Architecture Overview¶

System diagram¶

User's Browser (GPU/CPU)
├── Agent App (React + Vite, hosted on R2)
│   ├── Web Worker (off-main-thread inference)
│   │   ├── WebGPU runtime (GPU-accelerated, 60 tok/s)
│   │   └── WASM fallback (CPU, 10-20 tok/s)
│   ├── Model Cache (Cache Storage API, survives sessions)
│   ├── Result Storage (IndexedDB)
│   └── Optional: WebContainers (Node.js in browser)
│       ├── npm packages
│       ├── Build tools
│       └── CLI tools
├── Optional: Local Ollama (localhost:11434)
│   └── Full LLM inference (user's own models)
└── Optional: Service Worker (offline support)

Cloud Infrastructure (same as FAS)
├── Host Worker (*.freeagentstore.online → R2)
├── API Worker (api.freeagentstore.online)
│   ├── Auth (GitHub OAuth)
│   ├── KV storage
│   ├── Rooms (real-time)
│   └── Registry
├── Agent Worker (agent.freeagentstore.online)
│   └── VibeCode — AI builds agents from description
├── Publisher Worker (publish.freeagentstore.online)
├── Admin Worker (admin.freeagentstore.online)
├── Store Site (freeagentstore.online)
│   └── Static HTML from registry.json
├── D1 Database (routes, users, sessions)
├── R2 Bucket (fags-agents)
└── GitHub Org (freeagentstore-online → renamed to FreeAgentStore)

Key principle: browser is the runtime¶

Unlike every other agent marketplace that charges for compute, our agents run on the user's hardware. The store's infrastructure only handles:

Hosting — serve the app's HTML/JS/CSS from R2 (pennies)
Auth — GitHub OAuth for creators (existing pattern)
Registry — which agents are published (existing pattern)
Discovery — store site with search/categories (existing pattern)

All AI inference happens client-side. The model downloads once and caches in Cache Storage (survives browser restarts). Subsequent uses are instant, offline-capable.

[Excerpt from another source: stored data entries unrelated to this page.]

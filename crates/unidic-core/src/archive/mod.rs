//! Archive Validator and extraction for the downloaded dictionary zip.

mod error;
mod extract;
mod validate;

#[cfg(test)]
pub(crate) mod test_support;

pub use error::{CorruptArchiveError, ExtractionError};
pub use extract::extract_all;
pub use validate::{is_valid, scan, ArchiveSummary};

Four runtime layers (all in-browser)¶

Layer 1: AI Inference (WebGPU/WASM)¶

Core capability. Every agent runs at least one AI model client-side.

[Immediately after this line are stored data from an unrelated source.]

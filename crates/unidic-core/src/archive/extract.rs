//! Unpack a validated zip into a directory.

use std::fs::{self, File};
use std::io::{self, BufReader};
use std::path::Path;

use super::error::ExtractionError;

fn io_error(path: &Path) -> impl FnOnce(io::Error) -> ExtractionError + '_ {
    move |source| ExtractionError::Io {
        path: path.to_path_buf(),
        source,
    }
}

/// Extracts every member of `archive_path` below `dest_dir`.
///
/// Members whose path would leave `dest_dir` (absolute paths, `..`) abort
/// the extraction. Returns the number of regular files written.
pub fn extract_all(archive_path: &Path, dest_dir: &Path) -> Result<usize, ExtractionError> {
    fs::create_dir_all(dest_dir).map_err(io_error(dest_dir))?;

    let file = File::open(archive_path).map_err(io_error(archive_path))?;
    let mut archive =
        zip::ZipArchive::new(BufReader::new(file)).map_err(|source| ExtractionError::Open {
            path: archive_path.to_path_buf(),
            source,
        })?;

    let mut files = 0usize;
    for index in 0..archive.len() {
        let mut member = archive
            .by_index(index)
            .map_err(|source| ExtractionError::Entry { index, source })?;
        let outpath = match member.enclosed_name() {
            Some(relative) => dest_dir.join(relative),
            None => {
                return Err(ExtractionError::UnsafePath {
                    name: member.name().to_string(),
                })
            }
        };

        if member.is_dir() {
            fs::create_dir_all(&outpath).map_err(io_error(&outpath))?;
            continue;
        }
        if let Some(parent) = outpath.parent() {
            fs::create_dir_all(parent).map_err(io_error(parent))?;
        }
        let mut out = File::create(&outpath).map_err(io_error(&outpath))?;
        io::copy(&mut member, &mut out).map_err(io_error(&outpath))?;
        files += 1;

        #[cfg(unix)]
        {
            use std::os::unix::fs::PermissionsExt;
            if let Some(mode) = member.unix_mode() {
                fs::set_permissions(&outpath, fs::Permissions::from_mode(mode & 0o7777))
                    .map_err(io_error(&outpath))?;
            }
        }
    }

    tracing::debug!(files, "extracted {} into {}", archive_path.display(), dest_dir.display());
    Ok(files)
}
//! `unidic list` – show manifest labels and versions.

use anyhow::Result;
use unidic_core::catalog;
use unidic_core::config::UnidicConfig;

use super::print_versions;

pub fn run_list(cfg: &UnidicConfig) -> Result<()> {
    let manifest = catalog::fetch_manifest(&cfg.manifest_url, &cfg.transfer_options())?;
    if manifest.is_empty() {
        println!("No versions in manifest.");
    } else {
        print_versions(&manifest.known_versions());
    }
    Ok(())
}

Technology	Role	Performance
Transformers.js v4	HuggingFace model runner	60 tok/s (3B model, WebGPU)
ONNX Runtime Web	Generic ONNX inference	Near-native via WebGPU
WebLLM	Chat/text generation	30-70 tok/s
kokoro-js	Text-to-speech	Real-time audio (proven in bepub)

Layer 2: Node.js Runtime (WebContainers)¶

Optional. For agents that need npm packages, build tools, or server-like logic.

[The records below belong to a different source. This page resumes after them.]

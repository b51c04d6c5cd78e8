//! Transfer error type for retry classification.

use std::fmt;

/// Error returned by a single GET attempt (curl failure, HTTP error, range or storage failure).
/// Kept separate from anyhow so the retry loop can classify it.
#[derive(Debug)]
pub enum TransferError {
    /// Curl reported an error (timeout, connection, etc.).
    Curl(curl::Error),
    /// HTTP response had a non-2xx status.
    Http(u32),
    /// Transfer completed but fewer bytes arrived than `Content-Length` announced.
    PartialTransfer { expected: u64, received: u64 },
    /// Server answered 206 for a different offset than requested. The local
    /// file has been truncated so the next attempt starts from zero.
    RangeMismatch { requested: u64, served: u64 },
    /// Disk write failed (e.g. disk full, permission denied). Not retried.
    Storage(std::io::Error),
}

impl fmt::Display for TransferError {
    fn fmt(&self, f: &mut fmt::Formatter<'_>) -> fmt::Result {
        match self {
            TransferError::Curl(e) => write!(f, "{}", e),
            TransferError::Http(code) => write!(f, "HTTP {}", code),
            TransferError::PartialTransfer { expected, received } => {
                write!(f, "partial transfer: expected {} bytes, got {}", expected, received)
            }
            TransferError::RangeMismatch { requested, served } => write!(
                f,
                "range mismatch: requested offset {}, server sent offset {}",
                requested, served
            ),
            TransferError::Storage(e) => write!(f, "storage: {}", e),
        }
    }
}

impl std::error::Error for TransferError {
    fn source(&self) -> Option<&(dyn std::error::Error + 'static)> {
        match self {
            TransferError::Curl(e) => Some(e),
            TransferError::Storage(e) => Some(e),
            TransferError::Http(_)
            | TransferError::PartialTransfer { .. }
            | TransferError::RangeMismatch { .. } => None,
        }
    }
}
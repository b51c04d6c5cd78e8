//! Display label for a download, taken from the URL path.

const DEFAULT_LABEL: &str = "download";

/// Extracts the last path segment of `url` for progress output.
///
/// Falls back to `"download"` when the URL cannot be parsed or the path is
/// empty/root.
pub fn label_for_url(url: &str) -> String {
    filename_from_url_path(url).unwrap_or_else(|| DEFAULT_LABEL.to_string())
}

fn filename_from_url_path(url: &str) -> Option<String> {
    let parsed = url::Url::parse(url).ok()?;
    let segment = parsed.path().split('/').filter(|s| !s.is_empty()).last()?;
    if segment == "." || segment == ".." {
        return None;
    }
    Some(segment.to_string())
}

#[cfg(test)]
mod tests {
    use super::*;

    #[test]
    fn normal() {
        assert_eq!(
            label_for_url("https://cotonoha-dic.s3.amazonaws.com/unidic-3.1.0.zip"),
            "unidic-3.1.0.zip"
        );
        assert_eq!(label_for_url("https://example.com/a/b/dict.zip?token=abc"), "dict.zip");
    }

    #[test]
    fn root_or_unparseable() {
        assert_eq!(label_for_url("https://example.com/"), "download");
        assert_eq!(label_for_url("not a url"), "download");
    }
}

Technology	Role	Limitation
WebContainers (StackBlitz)	Full Node.js in browser	Needs SharedArrayBuffer (no Safari)
Nodebox (CodeSandbox)	Node.js alternative	Works in Safari, beta

Use cases: code linting agents, build tool agents, test runner agents, file processing agents.

Layer 3: Browser Automation (iframe DOM)¶

Optional. For agents that manipulate web content.

Instead of Playwright/Puppeteer (which need a server), agents load target content in an iframe and manipulate it directly via DOM APIs:

iframe.contentDocument for same-origin content
postMessage bridge for cross-origin communication
MutationObserver for watching changes
Direct click/fill/extract via JavaScript

This is how FAS Quality Reporter already works — a lightweight client-side "automation" layer via iframe + postMessage.

Layer 4: Local LLM (Ollama)¶

Optional. For power users who run Ollama locally.

Ollama exposes REST API at localhost:11434
OpenAI-compatible API format
Agent detects Ollama availability, offers enhanced features
No server cost — user's own hardware
CORS: user sets OLLAMA_ORIGINS="*"

Data flow for a typical agent¶

User opens transcriber.freeagentstore.online
  ↓
Host Worker serves React app from R2 (< 500KB)
  ↓
App checks Cache Storage for Whisper model
  ├── Cached? → Ready instantly
  └── Not cached? → Download from HuggingFace CDN (~240MB, one-time)
      └── Show progress bar, cache for next time
  ↓
User drops audio file
  ↓
App sends audio to Web Worker
  ↓
Web Worker runs Whisper inference (WebGPU → WASM fallback)
  ↓
Transcription returned to main thread
  ↓
User sees result, can copy/download
  ↓
Optional: save to IndexedDB for later

Zero server calls for inference. Zero cost per user. Privacy preserved.